Minimal downtime upgrade

Perform a minimal downtime upgrade to API Gateway 7.7.

11 minute read

The standard process to upgrade to API Gateway 7.7 involves a short period of downtime during the apply phase. With most .fed files, this downtime should not be more than a few minutes. However, with bigger .fed files of large and complex configurations, the downtime can be longer.

This topic describes an approach you can take, and some sample scripts you can use as a reference, to achieve a minimal downtime upgrade to API Gateway 7.7.

This approach involves the use of a load balancer to ensure that available API Gateways can always process traffic. If you are using a DevOps framework, the sample scripts provide an example for a basic high availability (HA) deployment and an NGINX load balancer to help you understand the required steps. The sample scripts provide an example only, and although the scripts are somewhat configurable, you must adapt them for your specific needs.

You can download the API Gateway and API Manager 7.7 Zero Downtime Upgrade Scripts package from Axway Support. The package includes scripts for Linux.

Reference configuration

The reference configuration is a three-node topology configured as follows:

  • Two Admin Node Managers, one on Node A and the other on Node C.
  • One Node Manager on Node B.
  • Each node runs a single API Gateway instance that are grouped as follows:
    • Gateway Group containing API Gateway instances on Node A and Node B.
    • GatewayManager Group containing a single API Gateway instance running API Manager.

Illustration on the ZDU scripts reference configuration

Description of the ZDU script package

The ZDU script package (for example, contains the following folders and files:

  • This file explains how the ZDU scripts work.
  • bin: This folder contains the zdupgrade shell script for use on Linux.
  • config: This folder contains a topology.json file for a sample configuration.
  • scripts: This folder contains the individual sample scripts that the zdupgrade script uses. You can adapt these scripts to your specific needs.

Sample scripts

The following diagram shows the architecture.

ZDU scripts architecture

The following table describes the purpose of each sample script.

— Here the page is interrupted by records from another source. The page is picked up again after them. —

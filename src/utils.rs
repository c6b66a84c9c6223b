use std::path::Path;
use std::sync::OnceLock;

use anyhow::Result;
use log::{error, info};
use regex::Regex;
use tokio::fs;

/// Creates `path` and its parents if missing. Idempotent.
pub async fn ensure_directory_exists<P: AsRef<Path>>(path: P) -> Result<()> {
    let path = path.as_ref();
    if fs::try_exists(path).await.unwrap_or(false) {
        return Ok(());
    }
    fs::create_dir_all(path).await.inspect_err(|e| {
        error!("Failed to create directory at {:?}: {}", path, e);
    })?;
    info!("Created directory at: {:?}", path);
    Ok(())
}

fn mac_pattern() -> &'static Regex {
    static PATTERN: OnceLock<Regex> = OnceLock::new();
    PATTERN.get_or_init(|| {
        Regex::new(r"([0-9A-Fa-f]{2}[:_-]){5}[0-9A-Fa-f]{2}").expect("static MAC pattern is valid")
    })
}

/// Pulls a colon-separated upper-case MAC address out of a platform device id.
///
/// BlueZ ids embed the address with underscores (`.../dev_AA_BB_...`); macOS
/// ids are UUIDs and carry no address, in which case `None` is returned.
pub fn extract_mac_address(device_id: &str) -> Option<String> {
    mac_pattern()
        .find_iter(device_id)
        .last()
        .map(|m| m.as_str().replace(['_', '-'], ":").to_uppercase())
}

#[cfg(test)]
mod tests {
    use super::*;

    #[test]
    fn extracts_bluez_style_address() {
        assert_eq!(
            extract_mac_address("/org/bluez/hci0/dev_c0_ff_ee_00_11_22").as_deref(),
            Some("C0:FF:EE:00:11:22")
        );
        assert_eq!(
            extract_mac_address("AA-BB-CC-DD-EE-FF").as_deref(),
            Some("AA:BB:CC:DD:EE:FF")
        );
    }

    #[test]
    fn uuid_ids_have_no_address() {
        assert_eq!(extract_mac_address("6f2a1c7e-1b2d-4d7e-9a51-0b8cb3f2e8a4"), None);
    }
}
//! Sensor stream processing
//! Routing, decoding, batching and delivery of notification payloads.

pub mod analysis;
pub mod batch;
pub mod decoder;
pub mod listener;
pub mod router;
pub mod sink;

pub use analysis::{Analysis, Analyzer};
pub use batch::BatchBuffer;
pub use listener::{ChannelEvent, ChannelListener, ListenerRegistry, ListenerToken};
pub use router::FrameRouter;
pub use sink::{CsvRecordSink, RecordSink};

Script Description Generates the Linux commands to be run (for example, sysupgrade commands, commands to start or stop processes). Executes commands on a node (for example, run a sysupgrade step, start or stop a process, check if a process is running, roll back). Requires command_builder and command_handler. Handles how commands are run on a node (for example, how to connect to remote nodes to run commands). Orchestrates the minimal downtime upgrade process (for example, connect to all nodes, run sysupgrade steps on each node in sequence, disconnect from all nodes, display a summary). Defines variables used throughout the other scripts. Placeholder script to implement load balancer logic (for example, to enable or disable traffic on a node). Provides logging capabilities. Parses and validates command-line options. Analyzes errors generated during the ZDU process and determines if a roll-back is needed. Provides a summary of ZDU results per node and per upgrade phase. Builds the topology information from the configuration file. Implements the ZDU process steps on each node.

See the comments included in each script for more detailed information.

Use the ZDU scripts

This section describes how to use the sample ZDU scripts.


The zdupgrade scripts are intended to be run on a control node (for example, a local machine). This control node is responsible for connecting to and upgrading each of the nodes in the topology (remote nodes) in sequence.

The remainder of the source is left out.